When I moved up to the bay area in 1994, I really had no concept of what commuting meant.
I lived in Los Gatos, California at the time and worked in Newark, CA, which is a distance of 25 miles or so. It is a drive that should take about 30 minutes or so, give or take. Unfortunately, I’d have to drive through the silicon valley, which means that the 30 minute drive turned into a 1 1/2 hour commute each morning and often a 2 hour commute back home each night. I don’t like to drive, but I especially don’t like to drive in traffic.
By the time I got to work in the mornings I would be incredibly agitated. It wouldn’t take much to push me from agitated to angry either. Though I did a pretty good job of keeping it bottled up, I would often catch myself mid-tirade when someone would do or say something that I found disagreeable. It wasn’t until a few years of this boorish behavior that I realized that driving each day really pushed my buttons.
In early 1996 I moved from Los Gatos to Newark (just across the bay from Palo Alto) and things changed for the better. When I moved to downtown San Francisco in late 1996, I got rid of my car altogether when I realized that parking was worse than the traffic in or out of the city. From that point forward, I rarely found myself angry. Sure, occasionally something would irritate me, but the lingering animosity i felt pretty much disappeared from my daily life.
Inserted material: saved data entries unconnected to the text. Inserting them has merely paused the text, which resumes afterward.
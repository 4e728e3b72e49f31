use chrono::Utc;
use sqlx::SqliteConnection;
use tracing::debug;

use super::{ensure_exists, profile_links, replace_links, with_profiles, Store};
use crate::database::manager::DatabaseError;
use crate::database::models::{Certificate, CertificateFields, CertificateRow};

impl Store {
    pub async fn list_certificates(&self) -> Result<Vec<Certificate>, DatabaseError> {
        let mut conn = self.pool.acquire().await?;
        let rows = sqlx::query_as::<_, CertificateRow>(
            "SELECT id, name, certifying_institution_id, timestamp FROM certificates ORDER BY id",
        )
        .fetch_all(&mut *conn)
        .await?;
        with_profiles(&mut conn, rows).await
    }

    pub async fn get_certificate(&self, id: i64) -> Result<Certificate, DatabaseError> {
        let mut conn = self.pool.acquire().await?;
        load_certificate(&mut conn, id).await
    }

    /// Stamps `timestamp` with the current time; it is never written again.
    pub async fn insert_certificate(&self, fields: CertificateFields) -> Result<Certificate, DatabaseError> {
        let mut tx = self.pool.begin().await?;
        ensure_exists(
            &mut tx,
            "certifying_institutions",
            "certifying_institution",
            fields.certifying_institution_id,
        )
        .await?;

        let profiles = fields.profiles.unwrap_or_default();
        let certificate = create_certificate(
            &mut tx,
            &fields.name,
            fields.certifying_institution_id,
            &profiles,
            "profiles",
        )
        .await?;

        tx.commit().await?;
        Ok(certificate)
    }

    pub async fn update_certificate(&self, id: i64, fields: CertificateFields) -> Result<Certificate, DatabaseError> {
        let mut tx = self.pool.begin().await?;
        ensure_exists(
            &mut tx,
            "certifying_institutions",
            "certifying_institution",
            fields.certifying_institution_id,
        )
        .await?;

        let updated = sqlx::query("UPDATE certificates SET name = ?, certifying_institution_id = ? WHERE id = ?")
            .bind(&fields.name)
            .bind(fields.certifying_institution_id)
            .bind(id)
            .execute(&mut *tx)
            .await?
            .rows_affected();
        if updated == 0 {
            return Err(DatabaseError::not_found("certificate", id));
        }

        if let Some(profiles) = &fields.profiles {
            replace_links(&mut tx, id, profiles, "profiles").await?;
        }

        let certificate = load_certificate(&mut tx, id).await?;
        tx.commit().await?;
        Ok(certificate)
    }

    /// Removes the certificate and its profile links; profiles survive.
    pub async fn delete_certificate(&self, id: i64) -> Result<(), DatabaseError> {
        let mut tx = self.pool.begin().await?;

        sqlx::query("DELETE FROM certificate_profiles WHERE certificate_id = ?")
            .bind(id)
            .execute(&mut *tx)
            .await?;
        let removed = sqlx::query("DELETE FROM certificates WHERE id = ?")
            .bind(id)
            .execute(&mut *tx)
            .await?
            .rows_affected();

        if removed == 0 {
            return Err(DatabaseError::not_found("certificate", id));
        }

        tx.commit().await?;
        debug!(certificate = id, "deleted certificate");
        Ok(())
    }
}

pub(super) async fn load_certificate(conn: &mut SqliteConnection, id: i64) -> Result<Certificate, DatabaseError> {
    let row = sqlx::query_as::<_, CertificateRow>(
        "SELECT id, name, certifying_institution_id, timestamp FROM certificates WHERE id = ?",
    )
    .bind(id)
    .fetch_optional(&mut *conn)
    .await?
    .ok_or_else(|| DatabaseError::not_found("certificate", id))?;

    let mut links = profile_links(conn, &[id]).await?;
    let profiles = links.remove(&id).unwrap_or_default();
    Ok(Certificate::assemble(row, profiles))
}

/// Insert one certificate row plus its links. The institution must already
/// have been checked (or created) by the caller.
pub(super) async fn create_certificate(
    conn: &mut SqliteConnection,
    name: &str,
    institution_id: i64,
    profiles: &[i64],
    profiles_field: &str,
) -> Result<Certificate, DatabaseError> {
    let row = sqlx::query_as::<_, CertificateRow>(
        "INSERT INTO certificates (name, certifying_institution_id, timestamp) VALUES (?, ?, ?)
         RETURNING id, name, certifying_institution_id, timestamp",
    )
    .bind(name)
    .bind(institution_id)
    .bind(Utc::now())
    .fetch_one(&mut *conn)
    .await?;

    replace_links(conn, row.id, profiles, profiles_field).await?;

    let mut links = profile_links(conn, &[row.id]).await?;
    let linked = links.remove(&row.id).unwrap_or_default();
    Ok(Certificate::assemble(row, linked))
}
After moving to Maui in 2004, I began telecommuting, completely eliminating any type of regimented driving from my life. These days I work for myself out of an office in my home and rarely get in to a car unless it is to ride shotgun on trips to eat out or shop. Eliminating car rides altogether is still a goal for me, but for now, not being in the drivers seat will have to do.
This morning while walking the dogs around the neighborhood, I watched the morning commuters, white knuckles grasping the steering wheels of their cars, and I thanked whatever forces exist that I’m not among them.